= Beginning of Section =

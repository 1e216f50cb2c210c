//! SQLite backend implementation.

use std::fmt::Debug;
use std::path::Path;
use std::time::Duration;

use async_trait::async_trait;
use r2d2::{Pool, PooledConnection};
use r2d2_sqlite::SqliteConnectionManager;
use rusqlite::functions::FunctionFlags;
use rusqlite::{Connection, ErrorCode};
use serde::{Deserialize, Serialize};

use crate::core::{Backend, BackendKind};
use crate::error::{BackendError, ResourceError, StorageError, StorageResult};

use super::schema;

/// Name of the SQL function used for case-insensitive comparisons.
///
/// SQLite's built-in `lower()` only folds ASCII; this one folds Unicode so
/// substring filters behave like the document store's `$regex` with `i`.
pub(crate) const FOLD_FN: &str = "larder_fold";

/// SQLite backend for inventory storage.
pub struct SqliteBackend {
    pool: Pool<SqliteConnectionManager>,
    config: SqliteBackendConfig,
    is_memory: bool,
}

impl Debug for SqliteBackend {
    fn fmt(&self, f: &mut std::fmt::Formatter<'_>) -> std::fmt::Result {
        f.debug_struct("SqliteBackend")
            .field("config", &self.config)
            .field("is_memory", &self.is_memory)
            .finish_non_exhaustive()
    }
}

/// Configuration for the SQLite backend.
#[derive(Debug, Clone, Serialize, Deserialize)]
pub struct SqliteBackendConfig {
    /// Maximum number of connections in the pool. In-memory databases always
    /// use a single connection.
    #[serde(default = "default_max_connections")]
    pub max_connections: u32,

    /// Connection timeout in milliseconds.
    #[serde(default = "default_connection_timeout_ms")]
    pub connection_timeout_ms: u64,

    /// SQLite busy timeout in milliseconds.
    #[serde(default = "default_busy_timeout_ms")]
    pub busy_timeout_ms: u32,

    /// Enable WAL mode for file databases.
    #[serde(default = "default_true")]
    pub enable_wal: bool,
}

fn default_max_connections() -> u32 {
    10
}

fn default_connection_timeout_ms() -> u64 {
    30000
}

fn default_busy_timeout_ms() -> u32 {
    5000
}

fn default_true() -> bool {
    true
}

impl Default for SqliteBackendConfig {
    fn default() -> Self {
        Self {
            max_connections: default_max_connections(),
            connection_timeout_ms: default_connection_timeout_ms(),
            busy_timeout_ms: default_busy_timeout_ms(),
            enable_wal: true,
        }
    }
}

impl SqliteBackend {
    /// Creates a new in-memory SQLite backend.
    pub fn in_memory() -> StorageResult<Self> {
        Self::with_config(":memory:", SqliteBackendConfig::default())
    }

    /// Opens or creates a file-based SQLite database.
    pub fn open<P: AsRef<Path>>(path: P) -> StorageResult<Self> {
        Self::with_config(path, SqliteBackendConfig::default())
    }

    /// Creates a backend with custom configuration.
    pub fn with_config<P: AsRef<Path>>(path: P, config: SqliteBackendConfig) -> StorageResult<Self> {
        let is_memory = path.as_ref().to_string_lossy() == ":memory:";

        let busy_timeout = Duration::from_millis(u64::from(config.busy_timeout_ms));
        let enable_wal = config.enable_wal && !is_memory;
        let manager = SqliteConnectionManager::file(path.as_ref())
            .with_init(move |conn| configure_connection(conn, busy_timeout, enable_wal));

        // Every connection to ":memory:" opens a separate database, so the
        // pool must hold exactly one long-lived connection.
        let builder = if is_memory {
            Pool::builder()
                .max_size(1)
                .min_idle(Some(1))
                .idle_timeout(None)
                .max_lifetime(None)
        } else {
            Pool::builder().max_size(config.max_connections.max(1))
        };

        let pool = builder
            .connection_timeout(Duration::from_millis(config.connection_timeout_ms))
            .build(manager)
            .map_err(|e| {
                StorageError::Backend(BackendError::ConnectionFailed {
                    backend_name: "sqlite".to_string(),
                    message: e.to_string(),
                })
            })?;

        tracing::debug!(path = %path.as_ref().display(), is_memory, "opened sqlite pool");

        Ok(Self {
            pool,
            config,
            is_memory,
        })
    }

    /// Initialize the database schema.
    pub fn init_schema(&self) -> StorageResult<()> {
        let mut conn = self.get_connection()?;
        schema::initialize_schema(&mut conn)
    }

    /// Get a connection from the pool.
    ///
    /// Callers hold at most one connection at a time; the in-memory pool has
    /// exactly one.
    pub(crate) fn get_connection(&self) -> StorageResult<PooledConnection<SqliteConnectionManager>> {
        self.pool.get().map_err(|e| {
            StorageError::Backend(BackendError::ConnectionFailed {
                backend_name: "sqlite".to_string(),
                message: e.to_string(),
            })
        })
    }

    /// Returns whether this is an in-memory database.
    pub fn is_memory(&self) -> bool {
        self.is_memory
    }

    /// Returns the backend configuration.
    pub fn config(&self) -> &SqliteBackendConfig {
        &self.config
    }
}

fn configure_connection(
    conn: &mut Connection,
    busy_timeout: Duration,
    enable_wal: bool,
) -> rusqlite::Result<()> {
    conn.busy_timeout(busy_timeout)?;
    if enable_wal {
        conn.pragma_update(None, "journal_mode", "WAL")?;
    }
    register_functions(conn)
}

/// Registers the SQL functions the schema and queries use.
///
/// The users table indexes `larder_fold(username)`, so every connection that
/// writes users must have it; it is innocuous so schema use is allowed even
/// with `trusted_schema` off.
pub(crate) fn register_functions(conn: &Connection) -> rusqlite::Result<()> {
    conn.create_scalar_function(
        FOLD_FN,
        1,
        FunctionFlags::SQLITE_UTF8
            | FunctionFlags::SQLITE_DETERMINISTIC
            | FunctionFlags::SQLITE_INNOCUOUS,
        |ctx| {
            let value: Option<String> = ctx.get(0)?;
            Ok(value.map(|s| s.to_lowercase()))
        },
    )
}

#[async_trait]
impl Backend for SqliteBackend {
    fn kind(&self) -> BackendKind {
        BackendKind::Relational
    }

    fn name(&self) -> &'static str {
        "sqlite"
    }

    async fn health_check(&self) -> Result<(), BackendError> {
        let conn = self.get_connection().map_err(|_| BackendError::Unavailable {
            backend_name: "sqlite".to_string(),
            message: "Failed to get connection".to_string(),
        })?;
        conn.query_row("SELECT 1", [], |_| Ok(()))
            .map_err(|e| BackendError::Internal {
                backend_name: "sqlite".to_string(),
                message: format!("Health check failed: {}", e),
                source: None,
            })?;
        Ok(())
    }

    async fn initialize(&self) -> Result<(), BackendError> {
        self.init_schema().map_err(|e| BackendError::MigrationError {
            message: format!("Failed to initialize schema: {}", e),
        })
    }
}

// ============================================================================
// Helpers shared by the store implementations
// ============================================================================

pub(crate) fn internal_error(message: String) -> StorageError {
    StorageError::Backend(BackendError::Internal {
        backend_name: "sqlite".to_string(),
        message,
        source: None,
    })
}

/// Maps a unique-constraint violation to `DuplicateKey`, anything else to an
/// internal error with `context`.
pub(crate) fn write_error(
    err: rusqlite::Error,
    entity: &'static str,
    key: &str,
    context: &str,
) -> StorageError {
    if is_unique_violation(&err) {
        return StorageError::Resource(ResourceError::DuplicateKey {
            entity,
            key: key.to_string(),
        });
    }
    internal_error(format!("{}: {}", context, err))
}

fn is_unique_violation(err: &rusqlite::Error) -> bool {
    match err {
        rusqlite::Error::SqliteFailure(failure, _) => {
            failure.code == ErrorCode::ConstraintViolation
                && matches!(
                    failure.extended_code,
                    rusqlite::ffi::SQLITE_CONSTRAINT_UNIQUE
                        | rusqlite::ffi::SQLITE_CONSTRAINT_PRIMARYKEY
                )
        }
        _ => false,
    }
}

/// Converts a bound that uses zero for "none" into a SQLite `LIMIT` value.
pub(crate) fn sql_limit(limit: u64) -> i64 {
    if limit == 0 {
        -1
    } else {
        i64::try_from(limit).unwrap_or(i64::MAX)
    }
}

pub(crate) fn sql_offset(skip: u64) -> i64 {
    i64::try_from(skip).unwrap_or(i64::MAX)
}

= End of Section =

WORK ITEM ::
Work out how many lines of the material contain the string "file"; nothing except that figure should be given.

RESULT FOR THIS EXERCISE ::
3